To picture how could someone end up being in such situation, imagine someone spending the very first thirty years of their life in solitary confinement in prison for example, where they have done absolutely nothing throughout their entire life so far, not even entertaining activities or having fun of any sort. The amount of enjoyment they’ve had so far is zero. So it is important to understand that I’m not just referring to a lack of serious contribution to society or total absence of achievement only, but this is a case of total absence of everything there is. This is what you can describe as a perfect case of I haven’t lived, ever.
Imagine telling someone like this no problem, you’re still extremely young and you still have your whole life ahead of you. You should be grateful.
Even if they have endless self-esteem, and feel that they’re totally good enough, there will always be something that is dragging them and weighing them down no matter what they do, which is a feeling of never having done enough, never having lived at all in the first place.
Deep down inside, you know that you haven’t done enough in the past, or up until today, compared to what you could’ve or should’ve been able to do in that duration of time, which is since you came to being until right this second, which even if you’re still twenty-five years old, that is still decades of absolute nothingness. Imagine how could that impact your energy.

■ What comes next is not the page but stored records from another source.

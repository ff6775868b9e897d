//! Domain events and their wire codec
//!
//! Events travel as UTF-8 JSON text tagged by a `type` discriminator:
//!
//! ```text
//! {"type":"post","message":"hello"}
//! {"type":"vote","id":"<hex>"}
//! {"type":"remove","id":"<hex>"}
//! ```
//!
//! A post's permanent identifier is the SHA-256 of its raw wire bytes, not
//! any field of the event. Two byte-identical submissions therefore collapse
//! to the same identifier, and votes/removals reference that same space.

use serde::{Deserialize, Serialize};
use sha2::{Digest, Sha256};

use crate::error::{WoteError, WoteResult};

/// A domain event published on a content topic.
#[derive(Debug, Clone, PartialEq, Eq, Serialize, Deserialize)]
#[serde(tag = "type", rename_all = "lowercase")]
pub enum Event {
    /// A new message posted to the board
    Post {
        /// The message text
        message: String,
    },
    /// A single upvote for an existing post
    Vote {
        /// Identifier of the post being voted for
        id: String,
    },
    /// Marks an existing post as removed
    Remove {
        /// Identifier of the post being removed
        id: String,
    },
}

impl Event {
    /// Serialize to the JSON wire payload.
    pub fn encode(&self) -> WoteResult<Vec<u8>> {
        serde_json::to_vec(self).map_err(|e| WoteError::Serialization(e.to_string()))
    }

    /// Deserialize an event from raw wire bytes.
    ///
    /// # Errors
    ///
    /// Returns [`WoteError::Decode`] for malformed JSON or an unknown
    /// `type` discriminator. Callers processing a stream are expected to
    /// drop the message and continue.
    pub fn decode(raw: &[u8]) -> WoteResult<Self> {
        serde_json::from_slice(raw).map_err(|e| WoteError::Decode(e.to_string()))
    }
}

/// Content-addressed identifier of a raw wire payload.
///
/// Lowercase hex of SHA-256 over the exact bytes as received. This is the
/// identifier space shared by posts, votes, and removals.
pub fn identifier_of(raw: &[u8]) -> String {
    hex::encode(Sha256::digest(raw))
}
//! wote CLI
//!
//! Thin wrapper around wote-core for command-line usage.
//!
//! ## Usage
//!
//! ```bash
//! # Create a new topic (generates the admin private key)
//! wote create
//!
//! # Resume an admin session with an existing private key
//! wote admin <private_key_hex>
//!
//! # Post a message with the shared content secret
//! wote post <secret_hex> "hello"
//!
//! # Vote for a post
//! wote vote <secret_hex> <id>
//!
//! # Remove a post
//! wote remove <secret_hex> <id>
//! ```
//!
//! `create` and `admin` keep running, printing the board as events arrive,
//! until interrupted. The other commands publish one event and exit.

use std::path::PathBuf;
use std::sync::Arc;
use std::time::Duration;

use anyhow::Result;
use clap::{Parser, Subcommand};

use wote_core::{
    cast_vote, post_message, remove_post, AdminSession, BoardEvent, GossipConfig,
    GossipTransport, Identity, Topic, Transport,
};

/// How long one-shot commands wait for a gossip neighbor before publishing
const NEIGHBOR_WAIT: Duration = Duration::from_secs(10);

/// wote - P2P posting and voting
#[derive(Parser)]
#[command(name = "wote")]
#[command(version = "0.1.0")]
#[command(about = "wote - P2P posting and voting")]
#[command(
    long_about = "A peer-to-peer posting and voting application. Topics are derived from an \
                  admin's private key; anyone holding the shared content secret can post, \
                  vote, and remove."
)]
struct Cli {
    /// Increase verbosity (-v, -vv, -vvv)
    #[arg(short, long, action = clap::ArgAction::Count)]
    verbose: u8,

    /// Data directory (default: ~/.wote/data)
    #[arg(short, long, global = true)]
    data_dir: Option<PathBuf>,

    /// Bootstrap peer endpoint id (hex), repeatable
    #[arg(short, long, global = true)]
    peer: Vec<String>,

    #[command(subcommand)]
    command: Commands,
}

#[derive(Subcommand)]
enum Commands {
    /// Create a new topic and run the admin session
    Create {
        /// Optional private key (hex); generated when absent
        private_key: Option<String>,
    },

    /// Run an admin session for an existing private key
    Admin {
        /// The admin private key (hex)
        private_key: String,
    },

    /// Post a message to a topic
    Post {
        /// The shared content secret (hex)
        secret: String,
        /// The message text
        message: String,
    },

    /// Vote for a post
    Vote {
        /// The shared content secret (hex)
        secret: String,
        /// Identifier of the post
        id: String,
    },

    /// Remove a post
    Remove {
        /// The shared content secret (hex)
        secret: String,
        /// Identifier of the post
        id: String,
    },
}

fn setup_logging(verbosity: u8) {
    let filter = match verbosity {
        0 => "warn",
        1 => "info",
        2 => "debug",
        _ => "trace",
    };

    tracing_subscriber::fmt()
        .with_env_filter(
            tracing_subscriber::EnvFilter::try_from_default_env()
                .unwrap_or_else(|_| tracing_subscriber::EnvFilter::new(filter)),
        )
        .init();
}

/// Get the default data directory (~/.wote/data)
fn default_data_dir() -> PathBuf {
    dirs::home_dir()
        .unwrap_or_else(|| PathBuf::from("."))
        .join(".wote")
        .join("data")
}

/// Parse a peer endpoint id from hex string
fn parse_endpoint_id(s: &str) -> Result<iroh::EndpointId> {
    let bytes = hex::decode(s).map_err(|e| anyhow::anyhow!("Invalid hex format: {}", e))?;
    if bytes.len() != 32 {
        anyhow::bail!("Endpoint ID must be 32 bytes (got {})", bytes.len());
    }
    let mut array = [0u8; 32];
    array.copy_from_slice(&bytes);
    iroh::PublicKey::from_bytes(&array).map_err(|e| anyhow::anyhow!("Invalid public key: {}", e))
}

async fn connect(cli_data_dir: Option<PathBuf>, peers: &[String]) -> Result<GossipTransport> {
    let data_dir = cli_data_dir.unwrap_or_else(default_data_dir);

    let mut config = GossipConfig::new(data_dir);
    for peer in peers {
        config.bootstrap.push(parse_endpoint_id(peer)?);
    }

    Ok(GossipTransport::connect(config).await?)
}

fn print_identity(identity: &Identity) {
    println!("Identity:");
    println!("  private key:    {}", identity.private_key_hex());
    println!("  public key:     {}", identity.public_key_hex());
    println!(
        "  content secret: {}  (share this with participants)",
        identity.content_secret_hex()
    );
    println!("  content topic:  {}", identity.content_topic());
    println!("  admin secret:   {}", identity.admin_secret_hex());
    println!("  admin topic:    {}", identity.admin_topic());
}

fn print_board(session: &AdminSession) -> Result<()> {
    println!("{}", serde_json::to_string_pretty(&session.board())?);
    Ok(())
}

/// Run an admin session until Ctrl-C, printing the board as events arrive.
async fn run_admin(transport: Arc<GossipTransport>, private_key_hex: Option<&str>) -> Result<()> {
    let core_transport: Arc<dyn Transport> = transport.clone();
    let session = AdminSession::create(core_transport, private_key_hex).await?;

    print_identity(session.identity());
    println!();
    println!("Node:");
    println!("  endpoint id: {}", hex::encode(transport.endpoint_id().as_bytes()));
    println!();
    println!("Board (Ctrl-C to exit):");
    print_board(&session)?;

    let mut events = session.subscribe_events();
    loop {
        tokio::select! {
            _ = tokio::signal::ctrl_c() => {
                println!();
                println!("Shutting down");
                break;
            }
            event = events.recv() => {
                match event {
                    Ok(BoardEvent::Message { id, .. }) => {
                        println!("message {}", id);
                        print_board(&session)?;
                    }
                    Ok(BoardEvent::Dropped { reason }) => {
                        eprintln!("dropped undecodable message: {}", reason);
                    }
                    Err(tokio::sync::broadcast::error::RecvError::Lagged(_)) => continue,
                    Err(tokio::sync::broadcast::error::RecvError::Closed) => break,
                }
            }
        }
    }

    session.unsubscribe();
    Ok(())
}

/// Wait briefly for a gossip neighbor so a one-shot publish has somewhere
/// to go. Without peers the event still lands in the local history log.
async fn await_swarm(transport: &GossipTransport, secret_hex: &str, have_peers: bool) -> Result<()> {
    let topic = Topic::from_secret_hex(secret_hex)?;
    if have_peers && !transport.wait_for_neighbor(&topic, NEIGHBOR_WAIT).await? {
        eprintln!("warning: no gossip neighbor found; event stored locally only");
    }
    Ok(())
}

#[tokio::main]
async fn main() -> Result<()> {
    let cli = Cli::parse();

    setup_logging(cli.verbose);

    match cli.command {
        Commands::Create { private_key } => {
            // Validate key material before touching the network
            let identity = match private_key.as_deref() {
                Some(hex_key) => Identity::from_hex(hex_key)?,
                None => Identity::generate(),
            };
            let transport = Arc::new(connect(cli.data_dir, &cli.peer).await?);
            let key = identity.private_key_hex();
            run_admin(transport, Some(key.as_str())).await?;
        }

        Commands::Admin { private_key } => {
            Identity::from_hex(&private_key)?;
            let transport = Arc::new(connect(cli.data_dir, &cli.peer).await?);
            run_admin(transport, Some(private_key.as_str())).await?;
        }

        Commands::Post { secret, message } => {
            Topic::from_secret_hex(&secret)?;
            let transport = connect(cli.data_dir, &cli.peer).await?;
            await_swarm(&transport, &secret, !cli.peer.is_empty()).await?;
            let id = post_message(&transport, &secret, &message).await?;
            println!("posted {}", id);
            transport.shutdown().await?;
        }

        Commands::Vote { secret, id } => {
            Topic::from_secret_hex(&secret)?;
            let transport = connect(cli.data_dir, &cli.peer).await?;
            await_swarm(&transport, &secret, !cli.peer.is_empty()).await?;
            cast_vote(&transport, &secret, &id).await?;
            println!("voted for {}", id);
            transport.shutdown().await?;
        }

        Commands::Remove { secret, id } => {
            Topic::from_secret_hex(&secret)?;
            let transport = connect(cli.data_dir, &cli.peer).await?;
            await_swarm(&transport, &secret, !cli.peer.is_empty()).await?;
            remove_post(&transport, &secret, &id).await?;
            println!("removed {}", id);
            transport.shutdown().await?;
        }
    }

    Ok(())
}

That contributes to developing a sense of emptiness and feeling that you have never done enough before compared to how long you’ve lived so far. And because of that you feel you’re always behind no matter what, and you feel like no matter what you do, it’s still not enough, and can never feel enough, and you still feel worthless and not good enough, because you’re trying to cram what should’ve took place in twenty or thirty years in one year or two, and that might be impossible to achieve. And so you can never get yourself to stop working or even enjoying yourself doing low energy pleasurable activities, and that’s why you always end up burning yourself out.
It’s not dying you need to be afraid of, it’s not having lived in the first place.